The penthouse reeked of excess—glass walls, marble floors, a city spread out beneath him like prey waiting to be taken.

Sergei Antonov stood by the window, a tumbler of vodka in his hand, his reflection staring back with the hard lines of frustration and fury.

The fucking Pathfinders and their Hawaiian friends had gutted his operation here.

One mansion burned, seventy-five percent of his men cut down.

A blow, yes—but not the end. He still had money, and money meant power.

The secure line on the desk pulsed. He crossed the room and pressed the receiver to his ear. A voice greeted him, flattened and warped by a computer. The DEA agent. His inside man. He had no idea why the man insisted on the voice distorter. They had met face to face on occasion.

“You failed,” the distorted voice said. “The Pathfinders and Black Tide all walked away, and too many on your side were lost.”

Antonov’s lips peeled back from his teeth. “We lost soldiers, not the war. They bled, too. But now ... now we plan the strike that ends them.”

“They’re strong. Too strong to take head-on. Wait. Build back your numbers. Strike when they’re off guard,” the agent countered.

“No.” Antonov slammed his glass down hard enough to crack the glass. “They think themselves victorious, celebrating even now, I am sure. I will not give them time to breathe. I will cut their throats while they laugh over their dinner. You will send men. Reinforcements. Weapons. You owe me this.”

A pause. Then the synthetic voice replied, “If we move too fast, we risk exposure. My superiors—”

“Your superiors are nothing,” Antonov snapped. “I am not asking. I am telling. I need men, and you will provide them. Unless you want the Bratya to advise your superiors to look closer at your role in this. Do you? Do not think that you hold all the cards.”

The silence that followed was brittle, angry. At last. “Fine. I’ll send what I can. But you hide this from the others. If the Bratya heads know you’ve bled this badly, they will replace you.”

Antonov smiled coldly. “They will know only that I wiped the Pathfinders from this earth.

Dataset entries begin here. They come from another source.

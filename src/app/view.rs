// SPDX-License-Identifier: MPL-2.0
//! View rendering for the application.

use super::{Message, Screen};
use crate::sequence::SplashState;
use crate::ui::content::SplashContent;
use crate::ui::design_tokens::{spacing, typography};
use crate::ui::{splash, theme};
use iced::widget::{Column, Container, Text};
use iced::{alignment, Element, Length};

/// Context required to render the application view.
pub struct ViewContext<'a> {
    pub screen: Screen,
    pub state: &'a SplashState,
    pub content: &'a SplashContent,
}

/// Renders the current view based on the active screen.
pub fn view(ctx: ViewContext<'_>) -> Element<'_, Message> {
    match ctx.screen {
        Screen::Splash => splash::view(splash::ViewContext {
            state: ctx.state,
            content: ctx.content,
        }),
        Screen::Home => view_home(ctx.content),
    }
}

/// Placeholder main content shown after the splash hands over.
fn view_home(content: &SplashContent) -> Element<'_, Message> {
    let column = Column::new()
        .spacing(spacing::SM)
        .align_x(alignment::Horizontal::Center)
        .push(
            Text::new(content.app_name)
                .size(typography::HEADLINE)
                .color(theme::splash_text_color()),
        )
        .push(
            Text::new(content.tagline)
                .size(typography::BODY)
                .color(theme::muted_text_color()),
        );

    crate::ui::background::wrap(
        Container::new(column)
            .width(Length::Fill)
            .height(Length::Fill)
            .align_x(alignment::Horizontal::Center)
            .align_y(alignment::Vertical::Center)
            .into(),
    )
}
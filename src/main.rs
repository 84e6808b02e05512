// SPDX-License-Identifier: MPL-2.0
use iced_splash::app::{self, Flags};
use pico_args;

fn main() -> iced::Result {
    env_logger::init();

    let mut args = pico_args::Arguments::from_env();
    let flags = Flags {
        config_path: args.opt_value_from_str("--config").unwrap_or_default(),
    };

    app::run(flags)
}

They will see their bodies, piled high, and they will sing my name in Moscow.”

“And the bait?” the agent asked.

Antonov’s gaze slid back to the city lights, cruel satisfaction tightening his jaw. “I have one of their own. We will dangle him in front of them. They are sentimental fools, these Americans. They will come charging into the kill box, thinking to save him. And when they do, we close the jaws.”

“Risky,” the agent said.

“Effective,” Antonov corrected. He leaned close to the receiver, his words a hiss of venom. “Tell your men to be ready. Tell them to bring everything. Tomorrow night, we turn their victory into their grave.”

The line clicked off. Antonov returned to the window, vodka forgotten. His reflection grinned back at him, savage and certain. Let them celebrate tonight. Let them feel safe in each other’s arms. Tomorrow, he would dance on their corpses. Tomorrow, the streets would run red with their blood.